Courtesy Budget Direct Travel Insurance A digital reconstruction of the Hatra in Al-Jazīrah, Iraq

With everyone limiting travel during the global pandemic, the insurance provider Budget Direct has brought a selection of historic ruins to a screen near you. As part of a larger campaign from the company's travel insurance wing, they worked with the U.K.–based content studio NeoMam and Serbian designer Jelena Popović to generate GIFs that restore six UNESCO World Heritage sites to their "former glory," giving viewers a glimpse of the sites had they been preserved. Selecting six sites—including the Old City of Jerusalem and the Walls of Jerusalem, in Israel, and the Hatra in Al-Jazīrah, Iraq—from UNESCO’s List of World Heritage in Danger, Budget Direct collaborated with Popović to research and digitally reconstruct each structure using historical information and design data. [Budget Direct]

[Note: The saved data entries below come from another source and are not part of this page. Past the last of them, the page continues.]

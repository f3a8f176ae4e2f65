// src/engine.rs - Wiring of the event subsystem for one device
use chrono::{DateTime, Utc};
use serde::Serialize;
use std::collections::BTreeMap;
use std::sync::atomic::{AtomicBool, Ordering};
use std::sync::Arc;
use tracing::{debug, info};

use crate::{
    clock::Clock,
    config::Config,
    error::{EventError, Result},
    event::{
        EnrollmentPoller, EventAlgorithm, EventState, EventStateMachine, NotificationSink, NotifyType,
        PropertyReader, Reliability, StatusFlags, StoreReader, Transition, TransitionBits,
    },
    notification::{NotificationClassRegistry, NotificationDispatcher},
    object::{ObjectId, PropertyId},
    property::PropertyStore,
    transport::Transport,
    value::Value,
};

/// One entry of the device's event information summary
#[derive(Debug, Clone, PartialEq, Serialize)]
pub struct EventInformation {
    pub object: ObjectId,
    pub event_state: EventState,
    pub acked_transitions: TransitionBits,
    pub time_stamps: [Option<DateTime<Utc>>; 3],
    pub notify_type: NotifyType,
    pub event_enable: TransitionBits,
    pub priorities: [u8; 3],
}

#[derive(Debug, Clone, Serialize)]
pub struct EngineStats {
    pub running: bool,
    pub objects: usize,
    pub enrollments: usize,
    pub in_alarm: usize,
    pub notifications_sent: u64,
    pub notification_failures: u64,
}

/// Event detection and notification for every configured object of a device
pub struct EventEngine {
    device: ObjectId,
    store: PropertyStore,
    clock: Arc<dyn Clock>,
    registry: Arc<NotificationClassRegistry>,
    dispatcher: Arc<NotificationDispatcher>,
    machines: BTreeMap<ObjectId, Arc<EventStateMachine>>,
    enrollments: usize,
    poller: Arc<EnrollmentPoller>,
    running: AtomicBool,
}

impl EventEngine {
    /// Build the engine; enrollments read from the local property store
    ///
    /// Must be called inside a tokio runtime.
    pub fn new(config: Config, clock: Arc<dyn Clock>, transport: Arc<dyn Transport>) -> Result<Self> {
        let store = PropertyStore::new();
        let reader = Arc::new(StoreReader::new(store.clone()));
        Self::with_reader(config, store, clock, transport, reader)
    }

    /// Build the engine on an existing store with a custom enrollment reader
    pub fn with_reader(
        config: Config,
        store: PropertyStore,
        clock: Arc<dyn Clock>,
        transport: Arc<dyn Transport>,
        reader: Arc<dyn PropertyReader>,
    ) -> Result<Self> {
        config.validate()?;
        let device = config.device_id();

        let registry = Arc::new(NotificationClassRegistry::new());
        for class in &config.notification_classes {
            registry.insert(class.clone());
        }
        let dispatcher = Arc::new(NotificationDispatcher::new(registry.clone(), transport, clock.clone())?);
        let sink: Arc<dyn NotificationSink> = dispatcher.clone();

        let poller = EnrollmentPoller::new(
            clock.clone(),
            reader,
            store.clone(),
            config.engine.poll_interval(),
            config.engine.read_timeout(),
        )?;

        let mut machines = BTreeMap::new();
        for object in &config.objects {
            let id = object.object;
            store.initialize(id, PropertyId::PresentValue, object.present_value.clone());
            store.initialize(id, PropertyId::Reliability, Reliability::NoFaultDetected.to_value());
            store.initialize(id, PropertyId::StatusFlags, StatusFlags::default().to_value());
            store.initialize(id, PropertyId::OutOfService, Value::Bool(false));
            if let Some(feedback) = &object.feedback_value {
                let property = match &object.event.algorithm {
                    EventAlgorithm::CommandFailure(p) => p.feedback_property,
                    _ => PropertyId::FeedbackValue,
                };
                store.initialize(id, property, feedback.clone());
            }

            let machine = EventStateMachine::intrinsic(
                id,
                device,
                object.event.clone(),
                store.clone(),
                clock.clone(),
                sink.clone(),
            )?;
            machine.attach()?;
            machines.insert(id, machine);
        }

        for enrollment in &config.enrollments {
            let id = enrollment.object;
            store.initialize(id, PropertyId::Reliability, Reliability::NoFaultDetected.to_value());
            store.initialize(id, PropertyId::StatusFlags, StatusFlags::default().to_value());

            let machine = EventStateMachine::enrollment(
                id,
                device,
                enrollment.event.clone(),
                store.clone(),
                clock.clone(),
                sink.clone(),
            )?;
            machine.attach()?;
            poller.add(id, enrollment.reference.clone(), enrollment.feedback.clone(), machine.clone());
            machines.insert(id, machine);
        }

        info!(
            "Event engine for {} ({}): {} objects, {} enrollments, {} notification classes",
            device,
            config.device.name,
            config.objects.len(),
            config.enrollments.len(),
            config.notification_classes.len()
        );

        Ok(Self {
            device,
            store,
            clock,
            registry,
            dispatcher,
            machines,
            enrollments: config.enrollments.len(),
            poller,
            running: AtomicBool::new(false),
        })
    }

    /// Activate reporting on every object and start enrollment polling
    pub fn start(&self) {
        if self.running.swap(true, Ordering::AcqRel) {
            return;
        }
        for machine in self.machines.values() {
            machine.activate();
        }
        self.poller.start();
        info!("Event engine started for {}", self.device);
    }

    /// Stop polling; committed states and pending transitions are kept
    pub fn stop(&self) {
        if !self.running.swap(false, Ordering::AcqRel) {
            return;
        }
        self.poller.stop();
        info!("Event engine stopped for {}", self.device);
    }

    pub fn is_running(&self) -> bool {
        self.running.load(Ordering::Acquire)
    }

    /// Wait until queued notifications have been handed to the transport
    pub async fn flush(&self) {
        self.dispatcher.flush().await;
    }

    pub fn device(&self) -> ObjectId {
        self.device
    }

    pub fn store(&self) -> &PropertyStore {
        &self.store
    }

    pub fn clock(&self) -> &Arc<dyn Clock> {
        &self.clock
    }

    pub fn registry(&self) -> &Arc<NotificationClassRegistry> {
        &self.registry
    }

    pub fn dispatcher(&self) -> &Arc<NotificationDispatcher> {
        &self.dispatcher
    }

    pub fn poller(&self) -> &Arc<EnrollmentPoller> {
        &self.poller
    }

    pub fn machine(&self, object: ObjectId) -> Option<&Arc<EventStateMachine>> {
        self.machines.get(&object)
    }

    pub fn event_state(&self, object: ObjectId) -> Result<EventState> {
        self.require(object).map(|m| m.event_state())
    }

    /// Acknowledge a transition of one object
    pub fn acknowledge(&self, object: ObjectId, transition: Transition, time_stamp: DateTime<Utc>) -> Result<()> {
        self.require(object)?.acknowledge(transition, time_stamp)
    }

    /// Objects that are off-normal or hold unacknowledged transitions
    pub fn event_information(&self) -> Vec<EventInformation> {
        self.machines
            .values()
            .filter_map(|machine| {
                let event_state = machine.event_state();
                let acked_transitions = machine.acked_transitions();
                if event_state.is_normal() && acked_transitions == TransitionBits::all() {
                    return None;
                }
                let config = machine.config();
                let records = machine.transition_records();
                let priorities = self
                    .registry
                    .get(config.notification_class)
                    .map(|class| class.priority)
                    .unwrap_or([255; 3]);
                Some(EventInformation {
                    object: machine.object(),
                    event_state,
                    acked_transitions,
                    time_stamps: [records[0].time_stamp, records[1].time_stamp, records[2].time_stamp],
                    notify_type: config.notify_type,
                    event_enable: config.event_enable,
                    priorities,
                })
            })
            .collect()
    }

    pub fn stats(&self) -> EngineStats {
        let in_alarm = self.machines.values().filter(|m| !m.event_state().is_normal()).count();
        EngineStats {
            running: self.is_running(),
            objects: self.machines.len() - self.enrollments,
            enrollments: self.enrollments,
            in_alarm,
            notifications_sent: self.dispatcher.sent(),
            notification_failures: self.dispatcher.failed(),
        }
    }

    fn require(&self, object: ObjectId) -> Result<&Arc<EventStateMachine>> {
        self.machines.get(&object).ok_or(EventError::ObjectNotFound(object))
    }
}

impl Drop for EventEngine {
    fn drop(&mut self) {
        self.poller.stop();
        for machine in self.machines.values() {
            machine.detach();
        }
        debug!("Event engine for {} dropped", self.device);
    }
}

Following new legislation passed by Congress, the Smithsonian Institution in Washington, D.C. soon might expand to include the National Museum of the American Latino. Introduced to Congress by Rep. José Serrano (D-N.Y.) in 2019, the bill (H.R. 2420) passed by voice vote with bipartisan approval on July 27. It has been referred to the Senate Committee on Rules and Administration, where it awaits review. [U.S. Congress]

Carbon footprints from household energy use in Los Angeles and Boston
Courtesy Benjamin Goldstein, Dimitrios Gounaridis, and Joshua P. Newell Carbon footprints from household energy use in Los Angeles and Boston

Marginalized communities bear a disproportionate burden of the effects of climate change in the U.S., with Black and Hispanic communities exposed to more air pollution and facing more direct environmental hazards than their white counterparts, but a new study from the University of Michigan School for Environment and Sustainability reports that they are responsible for just a fraction of the country's residential greenhouse gas emissions. Using data on 93 million individual households, the researchers published a paper in the Proceedings of the National Academy of Sciences titled "The Carbon Footprint of Household Energy Use in the United States," analyzing energy use across the country and finding that higher income households are "driving these emissions." Although only 19% of American households qualify as high-income, the researchers found that their carbon footprints were footprints were approximately "25% higher than those of lower-income residents, primarily due to larger homes," and that affluent suburbs often generated emissions 15% higher than those of lower-income neighborhoods. Researchers also reported that, despite households becoming more energy efficient, residential greenhouse gas emissions are not shrinking; that is,, in its current state, the U.S. will not meet the 2050 residential emissions reduction by decarbonizing electricity production. "Meeting this target will also necessitate a broad portfolio of zero emission energy solutions and behavioral change associated with housing preferences," the paper states. "To support policy, we estimate the reductions in floor space and increases in density needed to build low-carbon communities." [PNAS]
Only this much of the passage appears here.